-- Exercise goal --
Only one stretch of the records below is wanted: the lines from the one holding "return Ok(());" through the one holding "some node leads". Return it exactly, both ends included.
(Records shown begins)
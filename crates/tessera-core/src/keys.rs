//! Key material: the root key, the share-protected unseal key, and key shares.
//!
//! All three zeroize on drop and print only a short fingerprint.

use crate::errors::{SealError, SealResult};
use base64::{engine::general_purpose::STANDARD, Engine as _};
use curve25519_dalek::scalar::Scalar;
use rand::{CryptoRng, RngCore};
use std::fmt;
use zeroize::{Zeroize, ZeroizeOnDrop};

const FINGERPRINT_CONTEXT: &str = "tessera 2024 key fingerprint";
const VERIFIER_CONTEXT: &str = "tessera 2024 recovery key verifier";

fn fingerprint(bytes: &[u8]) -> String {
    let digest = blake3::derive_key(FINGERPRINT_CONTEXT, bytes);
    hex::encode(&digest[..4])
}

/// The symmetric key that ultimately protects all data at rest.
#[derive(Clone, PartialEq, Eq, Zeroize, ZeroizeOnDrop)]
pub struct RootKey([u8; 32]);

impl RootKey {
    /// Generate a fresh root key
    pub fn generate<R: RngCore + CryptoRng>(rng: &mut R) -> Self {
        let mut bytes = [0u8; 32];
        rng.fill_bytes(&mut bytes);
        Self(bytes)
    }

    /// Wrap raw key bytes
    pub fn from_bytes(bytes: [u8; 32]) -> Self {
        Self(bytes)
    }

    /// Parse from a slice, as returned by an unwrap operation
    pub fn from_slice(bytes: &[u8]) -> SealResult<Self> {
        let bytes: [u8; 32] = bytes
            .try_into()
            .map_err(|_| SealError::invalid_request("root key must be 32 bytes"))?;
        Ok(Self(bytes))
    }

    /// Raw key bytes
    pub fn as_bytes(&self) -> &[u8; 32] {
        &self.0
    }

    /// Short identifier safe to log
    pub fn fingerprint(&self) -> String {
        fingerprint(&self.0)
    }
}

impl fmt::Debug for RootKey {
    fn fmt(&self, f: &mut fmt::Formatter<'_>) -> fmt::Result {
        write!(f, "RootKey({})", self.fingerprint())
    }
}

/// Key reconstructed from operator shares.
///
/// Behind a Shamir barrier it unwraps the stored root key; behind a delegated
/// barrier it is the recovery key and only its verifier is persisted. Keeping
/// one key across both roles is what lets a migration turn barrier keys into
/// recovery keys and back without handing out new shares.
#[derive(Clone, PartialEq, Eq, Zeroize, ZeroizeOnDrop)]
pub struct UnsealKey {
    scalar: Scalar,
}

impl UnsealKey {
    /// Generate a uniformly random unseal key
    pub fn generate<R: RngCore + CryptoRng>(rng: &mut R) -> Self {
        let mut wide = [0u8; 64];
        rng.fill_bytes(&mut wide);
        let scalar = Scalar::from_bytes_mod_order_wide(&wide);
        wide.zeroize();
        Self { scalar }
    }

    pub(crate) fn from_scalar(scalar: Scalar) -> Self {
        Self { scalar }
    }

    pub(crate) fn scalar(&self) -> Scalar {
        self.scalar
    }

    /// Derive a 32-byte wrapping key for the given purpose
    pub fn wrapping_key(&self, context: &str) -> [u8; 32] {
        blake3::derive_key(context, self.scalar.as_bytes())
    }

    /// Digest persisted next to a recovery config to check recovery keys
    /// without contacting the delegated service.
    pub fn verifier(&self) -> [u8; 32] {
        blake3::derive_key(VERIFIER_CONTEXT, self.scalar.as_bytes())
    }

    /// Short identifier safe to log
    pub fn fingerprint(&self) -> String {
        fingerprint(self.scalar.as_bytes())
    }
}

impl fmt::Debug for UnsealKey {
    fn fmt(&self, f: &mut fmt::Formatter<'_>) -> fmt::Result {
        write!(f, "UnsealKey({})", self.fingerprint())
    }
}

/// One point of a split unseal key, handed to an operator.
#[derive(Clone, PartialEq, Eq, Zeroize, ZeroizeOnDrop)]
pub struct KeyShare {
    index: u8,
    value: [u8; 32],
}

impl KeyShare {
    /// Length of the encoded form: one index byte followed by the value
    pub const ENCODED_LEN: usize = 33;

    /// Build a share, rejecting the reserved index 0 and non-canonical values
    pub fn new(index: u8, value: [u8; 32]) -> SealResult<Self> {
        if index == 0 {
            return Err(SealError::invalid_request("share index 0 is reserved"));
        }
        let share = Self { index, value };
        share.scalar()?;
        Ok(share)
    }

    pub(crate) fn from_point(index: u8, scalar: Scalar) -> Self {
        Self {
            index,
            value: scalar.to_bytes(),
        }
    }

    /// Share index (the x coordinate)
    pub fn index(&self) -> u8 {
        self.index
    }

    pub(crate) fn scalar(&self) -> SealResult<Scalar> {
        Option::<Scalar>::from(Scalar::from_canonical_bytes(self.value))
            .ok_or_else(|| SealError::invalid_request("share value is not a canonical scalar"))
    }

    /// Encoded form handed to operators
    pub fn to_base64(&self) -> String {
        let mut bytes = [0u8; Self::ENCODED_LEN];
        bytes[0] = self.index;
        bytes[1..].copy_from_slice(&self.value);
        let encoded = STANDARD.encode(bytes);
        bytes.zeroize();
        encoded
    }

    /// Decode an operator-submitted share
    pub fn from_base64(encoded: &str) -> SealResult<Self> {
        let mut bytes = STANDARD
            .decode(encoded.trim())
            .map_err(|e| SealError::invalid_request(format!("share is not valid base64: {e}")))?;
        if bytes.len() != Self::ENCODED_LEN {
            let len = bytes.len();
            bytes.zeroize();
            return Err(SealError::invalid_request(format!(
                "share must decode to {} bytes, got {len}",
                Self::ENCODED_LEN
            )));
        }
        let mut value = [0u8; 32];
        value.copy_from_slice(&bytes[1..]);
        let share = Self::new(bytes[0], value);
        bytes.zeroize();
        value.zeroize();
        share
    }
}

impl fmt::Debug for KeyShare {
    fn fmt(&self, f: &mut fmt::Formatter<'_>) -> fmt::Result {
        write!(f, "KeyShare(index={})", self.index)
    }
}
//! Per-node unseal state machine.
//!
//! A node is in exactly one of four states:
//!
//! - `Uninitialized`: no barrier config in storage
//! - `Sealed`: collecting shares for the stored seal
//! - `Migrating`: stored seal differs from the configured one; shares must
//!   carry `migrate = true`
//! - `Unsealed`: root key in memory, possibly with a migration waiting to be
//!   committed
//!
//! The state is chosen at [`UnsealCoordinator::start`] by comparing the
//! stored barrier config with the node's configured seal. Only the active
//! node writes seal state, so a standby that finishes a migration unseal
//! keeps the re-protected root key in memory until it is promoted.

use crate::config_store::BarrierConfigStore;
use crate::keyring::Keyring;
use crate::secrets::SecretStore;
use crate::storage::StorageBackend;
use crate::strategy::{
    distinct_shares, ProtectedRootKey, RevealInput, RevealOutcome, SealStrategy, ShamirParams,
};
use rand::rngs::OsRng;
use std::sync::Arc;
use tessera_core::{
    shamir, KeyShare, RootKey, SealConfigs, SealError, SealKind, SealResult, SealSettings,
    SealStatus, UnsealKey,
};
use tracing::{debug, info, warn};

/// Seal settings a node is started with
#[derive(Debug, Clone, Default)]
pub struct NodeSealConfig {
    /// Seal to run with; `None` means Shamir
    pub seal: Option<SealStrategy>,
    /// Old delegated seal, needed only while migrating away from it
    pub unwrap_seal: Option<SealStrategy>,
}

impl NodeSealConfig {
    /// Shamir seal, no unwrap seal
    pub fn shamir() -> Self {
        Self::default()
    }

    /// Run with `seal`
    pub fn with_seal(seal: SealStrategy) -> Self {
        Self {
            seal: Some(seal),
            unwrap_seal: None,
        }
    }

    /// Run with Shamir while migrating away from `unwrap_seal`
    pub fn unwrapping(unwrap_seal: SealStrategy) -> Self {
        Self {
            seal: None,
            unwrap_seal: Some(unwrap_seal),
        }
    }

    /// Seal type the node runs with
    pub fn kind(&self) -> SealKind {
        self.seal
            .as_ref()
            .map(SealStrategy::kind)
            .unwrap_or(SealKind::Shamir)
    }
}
(Records shown ends)
(Records shown begins)
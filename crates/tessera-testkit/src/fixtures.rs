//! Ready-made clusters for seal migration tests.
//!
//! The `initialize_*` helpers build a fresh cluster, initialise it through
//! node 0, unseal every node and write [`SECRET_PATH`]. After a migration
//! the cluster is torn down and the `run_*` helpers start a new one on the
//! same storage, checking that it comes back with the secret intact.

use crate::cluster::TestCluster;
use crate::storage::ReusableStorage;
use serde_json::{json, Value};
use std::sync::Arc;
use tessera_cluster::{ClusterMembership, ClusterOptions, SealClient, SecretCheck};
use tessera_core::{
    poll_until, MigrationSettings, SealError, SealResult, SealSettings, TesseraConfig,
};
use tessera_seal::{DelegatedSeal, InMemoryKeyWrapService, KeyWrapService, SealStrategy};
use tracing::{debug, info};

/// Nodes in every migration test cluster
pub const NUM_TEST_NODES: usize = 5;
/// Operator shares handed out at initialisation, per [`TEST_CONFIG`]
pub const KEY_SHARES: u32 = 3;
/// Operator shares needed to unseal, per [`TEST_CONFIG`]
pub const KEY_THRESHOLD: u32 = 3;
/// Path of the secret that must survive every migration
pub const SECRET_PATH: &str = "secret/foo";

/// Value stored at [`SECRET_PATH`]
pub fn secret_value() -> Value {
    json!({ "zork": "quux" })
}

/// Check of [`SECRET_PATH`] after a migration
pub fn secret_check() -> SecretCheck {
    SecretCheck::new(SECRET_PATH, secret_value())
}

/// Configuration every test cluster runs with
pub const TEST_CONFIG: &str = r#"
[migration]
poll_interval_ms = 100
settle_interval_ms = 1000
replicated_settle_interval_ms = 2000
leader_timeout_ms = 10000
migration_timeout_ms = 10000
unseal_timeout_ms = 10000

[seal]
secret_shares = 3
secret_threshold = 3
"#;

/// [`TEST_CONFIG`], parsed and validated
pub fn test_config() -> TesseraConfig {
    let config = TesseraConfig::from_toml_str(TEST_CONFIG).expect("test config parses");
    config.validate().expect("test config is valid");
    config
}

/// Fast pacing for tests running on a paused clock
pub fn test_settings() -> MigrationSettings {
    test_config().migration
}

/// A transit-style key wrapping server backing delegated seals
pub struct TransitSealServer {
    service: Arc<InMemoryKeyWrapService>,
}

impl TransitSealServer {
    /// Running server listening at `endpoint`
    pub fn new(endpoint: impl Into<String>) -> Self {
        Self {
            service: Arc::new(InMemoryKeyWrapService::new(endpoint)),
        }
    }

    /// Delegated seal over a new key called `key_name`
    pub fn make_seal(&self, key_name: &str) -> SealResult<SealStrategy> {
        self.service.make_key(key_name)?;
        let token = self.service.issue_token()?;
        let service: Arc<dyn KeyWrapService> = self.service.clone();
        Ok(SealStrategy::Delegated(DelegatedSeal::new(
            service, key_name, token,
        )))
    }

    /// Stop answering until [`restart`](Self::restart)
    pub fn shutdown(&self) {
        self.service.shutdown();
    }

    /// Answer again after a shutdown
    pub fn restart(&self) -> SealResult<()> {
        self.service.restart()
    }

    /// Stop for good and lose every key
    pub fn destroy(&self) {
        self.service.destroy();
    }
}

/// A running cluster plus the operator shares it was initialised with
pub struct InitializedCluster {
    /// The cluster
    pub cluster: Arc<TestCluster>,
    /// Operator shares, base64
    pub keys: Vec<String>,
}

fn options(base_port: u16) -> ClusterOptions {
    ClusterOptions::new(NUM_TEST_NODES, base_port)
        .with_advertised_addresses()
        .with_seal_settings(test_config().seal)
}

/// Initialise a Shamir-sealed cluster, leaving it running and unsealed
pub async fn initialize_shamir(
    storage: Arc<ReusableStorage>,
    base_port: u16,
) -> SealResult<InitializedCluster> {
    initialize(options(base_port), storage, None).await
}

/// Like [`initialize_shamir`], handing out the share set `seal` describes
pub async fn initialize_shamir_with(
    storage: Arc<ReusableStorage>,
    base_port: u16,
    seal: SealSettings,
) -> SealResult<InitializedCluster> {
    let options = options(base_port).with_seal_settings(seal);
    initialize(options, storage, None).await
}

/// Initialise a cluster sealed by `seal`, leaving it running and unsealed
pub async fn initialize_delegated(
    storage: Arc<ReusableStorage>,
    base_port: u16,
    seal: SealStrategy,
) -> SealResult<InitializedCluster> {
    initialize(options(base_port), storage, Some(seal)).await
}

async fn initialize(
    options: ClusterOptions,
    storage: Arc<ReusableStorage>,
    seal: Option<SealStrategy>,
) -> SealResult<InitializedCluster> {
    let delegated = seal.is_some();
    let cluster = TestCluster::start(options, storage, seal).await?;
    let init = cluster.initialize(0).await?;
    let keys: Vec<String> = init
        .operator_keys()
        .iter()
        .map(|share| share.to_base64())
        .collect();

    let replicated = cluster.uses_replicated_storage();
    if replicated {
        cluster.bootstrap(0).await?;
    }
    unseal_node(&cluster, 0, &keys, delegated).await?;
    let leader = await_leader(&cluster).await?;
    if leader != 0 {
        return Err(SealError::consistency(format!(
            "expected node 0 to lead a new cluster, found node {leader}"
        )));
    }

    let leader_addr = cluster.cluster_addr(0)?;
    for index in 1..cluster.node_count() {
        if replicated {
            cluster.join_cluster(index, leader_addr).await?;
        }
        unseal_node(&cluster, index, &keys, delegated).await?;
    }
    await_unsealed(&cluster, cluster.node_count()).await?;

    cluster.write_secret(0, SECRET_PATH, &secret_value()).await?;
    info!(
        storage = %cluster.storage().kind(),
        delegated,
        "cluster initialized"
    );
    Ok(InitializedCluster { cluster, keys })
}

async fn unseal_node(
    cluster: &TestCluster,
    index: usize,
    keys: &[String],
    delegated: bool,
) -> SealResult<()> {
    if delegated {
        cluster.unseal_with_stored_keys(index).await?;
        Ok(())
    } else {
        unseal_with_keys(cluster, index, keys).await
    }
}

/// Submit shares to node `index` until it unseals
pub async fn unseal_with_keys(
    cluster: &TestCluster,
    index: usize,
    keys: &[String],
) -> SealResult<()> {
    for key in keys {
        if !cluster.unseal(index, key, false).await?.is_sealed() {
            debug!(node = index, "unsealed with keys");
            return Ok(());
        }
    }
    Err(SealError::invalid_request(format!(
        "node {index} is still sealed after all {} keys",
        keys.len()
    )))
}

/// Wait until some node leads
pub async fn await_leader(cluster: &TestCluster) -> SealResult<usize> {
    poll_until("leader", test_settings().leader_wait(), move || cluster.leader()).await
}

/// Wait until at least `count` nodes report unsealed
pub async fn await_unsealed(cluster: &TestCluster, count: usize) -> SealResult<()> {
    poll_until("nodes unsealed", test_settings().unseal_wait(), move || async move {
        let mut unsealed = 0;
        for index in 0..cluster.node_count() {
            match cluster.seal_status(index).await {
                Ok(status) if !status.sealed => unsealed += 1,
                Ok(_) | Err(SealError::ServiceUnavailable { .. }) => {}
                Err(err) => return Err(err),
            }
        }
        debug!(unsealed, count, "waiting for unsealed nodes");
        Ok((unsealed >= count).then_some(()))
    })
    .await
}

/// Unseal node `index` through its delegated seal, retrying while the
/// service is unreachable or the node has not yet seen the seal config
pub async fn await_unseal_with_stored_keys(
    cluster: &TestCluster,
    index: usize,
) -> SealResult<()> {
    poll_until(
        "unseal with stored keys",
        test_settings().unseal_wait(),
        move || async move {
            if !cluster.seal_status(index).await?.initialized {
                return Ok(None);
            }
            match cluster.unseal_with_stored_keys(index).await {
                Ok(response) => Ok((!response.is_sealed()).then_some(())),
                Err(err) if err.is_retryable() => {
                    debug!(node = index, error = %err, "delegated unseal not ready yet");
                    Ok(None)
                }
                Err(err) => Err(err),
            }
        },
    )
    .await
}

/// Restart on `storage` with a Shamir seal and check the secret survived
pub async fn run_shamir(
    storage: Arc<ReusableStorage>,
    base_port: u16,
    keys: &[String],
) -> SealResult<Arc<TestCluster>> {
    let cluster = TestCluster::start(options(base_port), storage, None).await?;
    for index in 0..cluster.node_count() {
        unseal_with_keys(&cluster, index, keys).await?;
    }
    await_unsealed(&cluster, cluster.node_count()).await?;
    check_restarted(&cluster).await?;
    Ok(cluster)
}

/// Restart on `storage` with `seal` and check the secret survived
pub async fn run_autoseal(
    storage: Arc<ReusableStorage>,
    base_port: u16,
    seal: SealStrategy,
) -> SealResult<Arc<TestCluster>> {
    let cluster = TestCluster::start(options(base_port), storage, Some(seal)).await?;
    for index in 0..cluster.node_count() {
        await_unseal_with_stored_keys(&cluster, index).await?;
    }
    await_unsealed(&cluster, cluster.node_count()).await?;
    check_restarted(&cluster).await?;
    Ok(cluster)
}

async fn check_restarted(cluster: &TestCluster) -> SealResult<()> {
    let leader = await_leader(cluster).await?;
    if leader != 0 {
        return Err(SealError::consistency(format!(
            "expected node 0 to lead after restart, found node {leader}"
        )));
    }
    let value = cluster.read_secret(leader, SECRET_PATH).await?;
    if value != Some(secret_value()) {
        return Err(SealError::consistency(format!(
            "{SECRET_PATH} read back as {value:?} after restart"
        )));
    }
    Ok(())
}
(Records shown ends)
(Records shown begins)
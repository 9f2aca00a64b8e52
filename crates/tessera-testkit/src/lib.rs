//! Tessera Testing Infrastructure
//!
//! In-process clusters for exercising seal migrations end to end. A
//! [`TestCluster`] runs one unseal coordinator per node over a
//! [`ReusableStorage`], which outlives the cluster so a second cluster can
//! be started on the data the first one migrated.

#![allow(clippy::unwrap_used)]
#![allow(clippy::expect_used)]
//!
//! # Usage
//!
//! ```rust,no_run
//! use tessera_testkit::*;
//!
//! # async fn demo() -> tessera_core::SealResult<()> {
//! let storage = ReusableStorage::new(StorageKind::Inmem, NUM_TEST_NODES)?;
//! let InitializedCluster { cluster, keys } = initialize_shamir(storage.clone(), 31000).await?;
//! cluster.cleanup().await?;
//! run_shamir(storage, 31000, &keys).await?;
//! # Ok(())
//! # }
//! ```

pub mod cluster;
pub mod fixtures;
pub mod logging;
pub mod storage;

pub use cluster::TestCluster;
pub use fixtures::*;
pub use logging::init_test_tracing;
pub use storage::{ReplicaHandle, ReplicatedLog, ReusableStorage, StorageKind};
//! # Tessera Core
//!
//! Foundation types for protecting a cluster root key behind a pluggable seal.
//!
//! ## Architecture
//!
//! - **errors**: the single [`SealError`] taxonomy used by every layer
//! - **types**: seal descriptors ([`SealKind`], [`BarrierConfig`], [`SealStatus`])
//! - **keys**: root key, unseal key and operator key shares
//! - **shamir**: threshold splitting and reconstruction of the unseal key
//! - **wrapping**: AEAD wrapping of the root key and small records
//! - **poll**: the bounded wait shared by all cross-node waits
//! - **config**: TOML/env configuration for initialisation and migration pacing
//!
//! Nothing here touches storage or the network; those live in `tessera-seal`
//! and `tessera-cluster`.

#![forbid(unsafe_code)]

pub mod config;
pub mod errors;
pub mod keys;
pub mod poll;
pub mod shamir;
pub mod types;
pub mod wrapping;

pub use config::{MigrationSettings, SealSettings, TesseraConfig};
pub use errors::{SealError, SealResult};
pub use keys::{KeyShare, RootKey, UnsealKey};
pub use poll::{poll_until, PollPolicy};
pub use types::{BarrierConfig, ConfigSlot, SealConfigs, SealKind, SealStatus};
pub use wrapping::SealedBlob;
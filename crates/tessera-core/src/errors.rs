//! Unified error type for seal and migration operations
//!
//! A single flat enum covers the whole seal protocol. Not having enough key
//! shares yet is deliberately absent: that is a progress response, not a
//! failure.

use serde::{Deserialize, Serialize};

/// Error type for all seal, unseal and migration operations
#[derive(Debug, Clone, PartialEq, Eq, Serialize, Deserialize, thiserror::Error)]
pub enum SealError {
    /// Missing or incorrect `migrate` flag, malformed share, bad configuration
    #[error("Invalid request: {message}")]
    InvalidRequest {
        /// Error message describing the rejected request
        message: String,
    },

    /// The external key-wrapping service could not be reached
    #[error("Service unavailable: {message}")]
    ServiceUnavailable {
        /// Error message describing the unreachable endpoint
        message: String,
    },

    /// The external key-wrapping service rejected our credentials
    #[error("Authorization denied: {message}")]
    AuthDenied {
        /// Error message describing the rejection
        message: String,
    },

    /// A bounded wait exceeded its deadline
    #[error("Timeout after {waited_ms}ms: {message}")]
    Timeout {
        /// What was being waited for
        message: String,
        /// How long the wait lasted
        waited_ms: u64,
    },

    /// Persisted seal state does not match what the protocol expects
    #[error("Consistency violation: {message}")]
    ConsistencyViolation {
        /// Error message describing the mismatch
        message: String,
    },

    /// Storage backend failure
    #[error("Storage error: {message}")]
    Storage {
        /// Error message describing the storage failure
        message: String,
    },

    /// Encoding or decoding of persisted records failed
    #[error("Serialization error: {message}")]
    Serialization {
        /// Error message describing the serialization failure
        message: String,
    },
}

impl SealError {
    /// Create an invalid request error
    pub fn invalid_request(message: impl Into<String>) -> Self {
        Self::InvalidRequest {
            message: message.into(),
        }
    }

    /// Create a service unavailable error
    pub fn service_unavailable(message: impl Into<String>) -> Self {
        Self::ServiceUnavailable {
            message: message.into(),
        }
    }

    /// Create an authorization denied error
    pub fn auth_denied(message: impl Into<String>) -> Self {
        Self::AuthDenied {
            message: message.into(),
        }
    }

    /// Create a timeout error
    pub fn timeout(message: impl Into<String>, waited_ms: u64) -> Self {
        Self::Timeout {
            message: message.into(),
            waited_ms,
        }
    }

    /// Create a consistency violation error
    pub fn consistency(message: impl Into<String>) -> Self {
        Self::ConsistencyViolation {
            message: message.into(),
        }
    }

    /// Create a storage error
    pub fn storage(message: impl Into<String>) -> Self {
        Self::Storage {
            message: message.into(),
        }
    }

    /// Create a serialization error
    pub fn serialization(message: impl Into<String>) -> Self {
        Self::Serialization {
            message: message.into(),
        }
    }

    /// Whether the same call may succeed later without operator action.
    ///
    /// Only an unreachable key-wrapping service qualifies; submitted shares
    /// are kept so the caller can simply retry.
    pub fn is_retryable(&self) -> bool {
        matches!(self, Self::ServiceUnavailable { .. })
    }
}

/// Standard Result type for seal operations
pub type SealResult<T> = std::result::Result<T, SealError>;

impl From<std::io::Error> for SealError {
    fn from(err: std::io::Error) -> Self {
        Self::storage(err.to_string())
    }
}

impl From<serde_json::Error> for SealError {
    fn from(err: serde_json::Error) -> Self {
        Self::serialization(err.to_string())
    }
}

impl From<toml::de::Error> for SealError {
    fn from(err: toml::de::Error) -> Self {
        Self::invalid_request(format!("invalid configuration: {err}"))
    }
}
(Records shown ends)
-- Exercise answer --
            return Ok(());
        }
    }
    Err(SealError::invalid_request(format!(
        "node {index} is still sealed after all {} keys",
        keys.len()
    )))
}

/// Wait until some node leads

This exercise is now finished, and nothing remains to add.